(Saved entries)
• • • •

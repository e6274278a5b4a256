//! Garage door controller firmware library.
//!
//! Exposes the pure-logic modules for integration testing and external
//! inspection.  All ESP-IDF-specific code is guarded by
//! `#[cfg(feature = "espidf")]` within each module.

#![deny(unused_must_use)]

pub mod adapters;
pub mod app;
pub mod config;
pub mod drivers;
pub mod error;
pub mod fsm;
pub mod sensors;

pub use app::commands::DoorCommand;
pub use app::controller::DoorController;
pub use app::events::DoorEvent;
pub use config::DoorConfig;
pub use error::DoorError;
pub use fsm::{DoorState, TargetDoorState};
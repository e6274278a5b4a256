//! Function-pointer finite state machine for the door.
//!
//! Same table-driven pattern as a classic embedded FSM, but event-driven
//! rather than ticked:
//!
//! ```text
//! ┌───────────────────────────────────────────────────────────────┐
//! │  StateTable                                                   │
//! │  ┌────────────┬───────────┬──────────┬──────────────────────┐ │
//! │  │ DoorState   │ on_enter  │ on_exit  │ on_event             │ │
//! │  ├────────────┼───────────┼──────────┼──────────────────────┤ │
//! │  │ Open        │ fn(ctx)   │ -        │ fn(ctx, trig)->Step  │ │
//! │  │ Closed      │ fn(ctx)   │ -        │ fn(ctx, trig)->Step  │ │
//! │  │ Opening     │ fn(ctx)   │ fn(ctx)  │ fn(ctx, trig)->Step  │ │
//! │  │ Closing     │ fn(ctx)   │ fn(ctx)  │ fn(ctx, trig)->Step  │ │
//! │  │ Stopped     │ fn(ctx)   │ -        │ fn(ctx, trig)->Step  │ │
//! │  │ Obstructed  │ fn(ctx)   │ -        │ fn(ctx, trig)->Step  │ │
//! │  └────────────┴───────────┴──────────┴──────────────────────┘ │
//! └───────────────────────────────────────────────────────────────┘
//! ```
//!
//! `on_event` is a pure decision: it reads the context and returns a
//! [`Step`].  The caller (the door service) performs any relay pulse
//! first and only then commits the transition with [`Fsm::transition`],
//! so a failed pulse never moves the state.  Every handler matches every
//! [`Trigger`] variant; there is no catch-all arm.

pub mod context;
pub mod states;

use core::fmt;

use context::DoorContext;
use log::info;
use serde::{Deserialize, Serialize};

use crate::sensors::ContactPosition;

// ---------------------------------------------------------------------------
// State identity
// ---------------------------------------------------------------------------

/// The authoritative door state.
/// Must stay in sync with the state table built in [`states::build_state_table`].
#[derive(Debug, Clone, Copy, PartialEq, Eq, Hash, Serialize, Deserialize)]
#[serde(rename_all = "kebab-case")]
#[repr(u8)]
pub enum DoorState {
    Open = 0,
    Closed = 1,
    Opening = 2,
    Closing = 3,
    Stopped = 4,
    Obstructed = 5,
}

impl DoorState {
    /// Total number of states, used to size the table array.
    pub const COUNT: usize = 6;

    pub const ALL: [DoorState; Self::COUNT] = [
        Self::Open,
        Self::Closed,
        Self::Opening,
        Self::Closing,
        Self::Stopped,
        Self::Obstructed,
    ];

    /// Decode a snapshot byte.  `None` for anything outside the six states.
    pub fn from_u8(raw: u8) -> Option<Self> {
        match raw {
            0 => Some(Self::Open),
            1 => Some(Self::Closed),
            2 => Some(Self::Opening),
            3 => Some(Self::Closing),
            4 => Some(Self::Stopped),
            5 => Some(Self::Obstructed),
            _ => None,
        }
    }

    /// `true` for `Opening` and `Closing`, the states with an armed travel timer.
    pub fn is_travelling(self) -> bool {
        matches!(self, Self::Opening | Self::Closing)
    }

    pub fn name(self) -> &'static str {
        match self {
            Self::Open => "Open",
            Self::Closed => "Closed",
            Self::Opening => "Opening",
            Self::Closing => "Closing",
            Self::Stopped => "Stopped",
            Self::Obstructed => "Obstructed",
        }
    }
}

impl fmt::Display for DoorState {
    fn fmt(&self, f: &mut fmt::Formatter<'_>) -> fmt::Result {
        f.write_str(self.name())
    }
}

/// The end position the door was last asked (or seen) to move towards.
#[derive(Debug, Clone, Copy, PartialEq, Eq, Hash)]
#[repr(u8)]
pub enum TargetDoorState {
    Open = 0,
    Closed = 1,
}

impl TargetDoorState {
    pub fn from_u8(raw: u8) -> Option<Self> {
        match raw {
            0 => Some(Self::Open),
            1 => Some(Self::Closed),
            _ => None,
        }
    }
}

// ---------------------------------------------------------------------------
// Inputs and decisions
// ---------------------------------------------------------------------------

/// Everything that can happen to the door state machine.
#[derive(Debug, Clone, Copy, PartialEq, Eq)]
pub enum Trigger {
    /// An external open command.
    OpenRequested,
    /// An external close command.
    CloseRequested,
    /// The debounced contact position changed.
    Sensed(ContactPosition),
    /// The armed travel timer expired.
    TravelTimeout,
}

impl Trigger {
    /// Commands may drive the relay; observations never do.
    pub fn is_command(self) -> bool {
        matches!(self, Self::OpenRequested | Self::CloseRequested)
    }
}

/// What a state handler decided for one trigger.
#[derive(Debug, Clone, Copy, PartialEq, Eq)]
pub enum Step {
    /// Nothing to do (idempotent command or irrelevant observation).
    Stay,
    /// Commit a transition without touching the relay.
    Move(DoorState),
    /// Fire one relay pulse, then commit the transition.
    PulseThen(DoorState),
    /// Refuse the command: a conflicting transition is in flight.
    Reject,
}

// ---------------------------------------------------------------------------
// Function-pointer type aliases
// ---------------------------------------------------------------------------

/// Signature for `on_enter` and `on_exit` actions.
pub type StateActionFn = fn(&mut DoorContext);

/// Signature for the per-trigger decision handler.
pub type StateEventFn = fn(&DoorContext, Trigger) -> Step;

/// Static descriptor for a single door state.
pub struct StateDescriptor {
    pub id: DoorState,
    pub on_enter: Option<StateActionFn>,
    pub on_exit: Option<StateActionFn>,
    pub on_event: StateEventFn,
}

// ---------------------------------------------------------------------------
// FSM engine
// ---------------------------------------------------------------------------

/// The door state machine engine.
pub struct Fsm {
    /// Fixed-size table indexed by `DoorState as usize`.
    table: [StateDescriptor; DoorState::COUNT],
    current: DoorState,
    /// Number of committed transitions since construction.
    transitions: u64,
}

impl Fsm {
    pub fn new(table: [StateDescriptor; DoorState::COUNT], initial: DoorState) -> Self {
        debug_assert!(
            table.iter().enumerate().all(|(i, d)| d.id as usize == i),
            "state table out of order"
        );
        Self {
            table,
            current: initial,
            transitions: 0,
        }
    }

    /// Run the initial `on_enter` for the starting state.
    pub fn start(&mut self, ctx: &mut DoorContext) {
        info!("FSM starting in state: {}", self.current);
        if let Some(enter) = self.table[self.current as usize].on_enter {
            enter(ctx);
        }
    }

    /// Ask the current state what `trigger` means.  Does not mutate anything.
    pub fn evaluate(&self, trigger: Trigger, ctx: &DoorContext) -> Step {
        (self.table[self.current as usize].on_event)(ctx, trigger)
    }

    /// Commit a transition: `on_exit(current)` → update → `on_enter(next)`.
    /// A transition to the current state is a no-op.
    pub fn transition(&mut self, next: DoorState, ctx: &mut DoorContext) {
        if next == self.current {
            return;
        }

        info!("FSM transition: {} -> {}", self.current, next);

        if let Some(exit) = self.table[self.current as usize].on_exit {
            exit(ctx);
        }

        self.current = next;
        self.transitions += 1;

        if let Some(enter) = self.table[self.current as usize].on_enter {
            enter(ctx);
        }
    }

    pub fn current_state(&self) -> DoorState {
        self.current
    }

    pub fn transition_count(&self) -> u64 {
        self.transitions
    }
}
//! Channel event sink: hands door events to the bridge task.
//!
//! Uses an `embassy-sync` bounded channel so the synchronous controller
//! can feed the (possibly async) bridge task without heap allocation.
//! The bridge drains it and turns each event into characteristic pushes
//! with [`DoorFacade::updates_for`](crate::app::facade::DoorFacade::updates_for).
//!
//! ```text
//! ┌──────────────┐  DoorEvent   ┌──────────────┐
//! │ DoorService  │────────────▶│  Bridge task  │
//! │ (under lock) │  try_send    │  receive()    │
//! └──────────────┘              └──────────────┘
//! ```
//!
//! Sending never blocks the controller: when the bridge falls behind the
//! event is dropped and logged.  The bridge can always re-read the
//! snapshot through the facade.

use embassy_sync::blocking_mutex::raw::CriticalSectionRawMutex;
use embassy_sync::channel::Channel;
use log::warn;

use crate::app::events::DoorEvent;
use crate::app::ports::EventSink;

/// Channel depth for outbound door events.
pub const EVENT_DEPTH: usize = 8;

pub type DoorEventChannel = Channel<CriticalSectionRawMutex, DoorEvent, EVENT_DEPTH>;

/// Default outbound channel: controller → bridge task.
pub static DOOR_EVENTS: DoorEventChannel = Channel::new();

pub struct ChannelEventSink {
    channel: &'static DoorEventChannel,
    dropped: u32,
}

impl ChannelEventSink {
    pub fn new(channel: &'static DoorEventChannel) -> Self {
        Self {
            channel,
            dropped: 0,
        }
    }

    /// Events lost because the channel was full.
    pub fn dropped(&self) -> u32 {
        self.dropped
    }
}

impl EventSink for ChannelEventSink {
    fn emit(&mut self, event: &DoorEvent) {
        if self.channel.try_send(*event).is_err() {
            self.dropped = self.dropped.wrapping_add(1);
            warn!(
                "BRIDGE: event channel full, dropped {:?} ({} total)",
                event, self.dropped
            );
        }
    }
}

• • • •

▶ **YOUR ASSIGNMENT**
Please go through the data and copy each line containing the word "derive".

▶ **EXERCISE OUTPUT**
#[derive(Debug, Clone, Copy, PartialEq, Eq, Hash, Serialize, Deserialize)]
#[derive(Debug, Clone, Copy, PartialEq, Eq, Hash)]
#[derive(Debug, Clone, Copy, PartialEq, Eq)]
#[derive(Debug, Clone, Copy, PartialEq, Eq)]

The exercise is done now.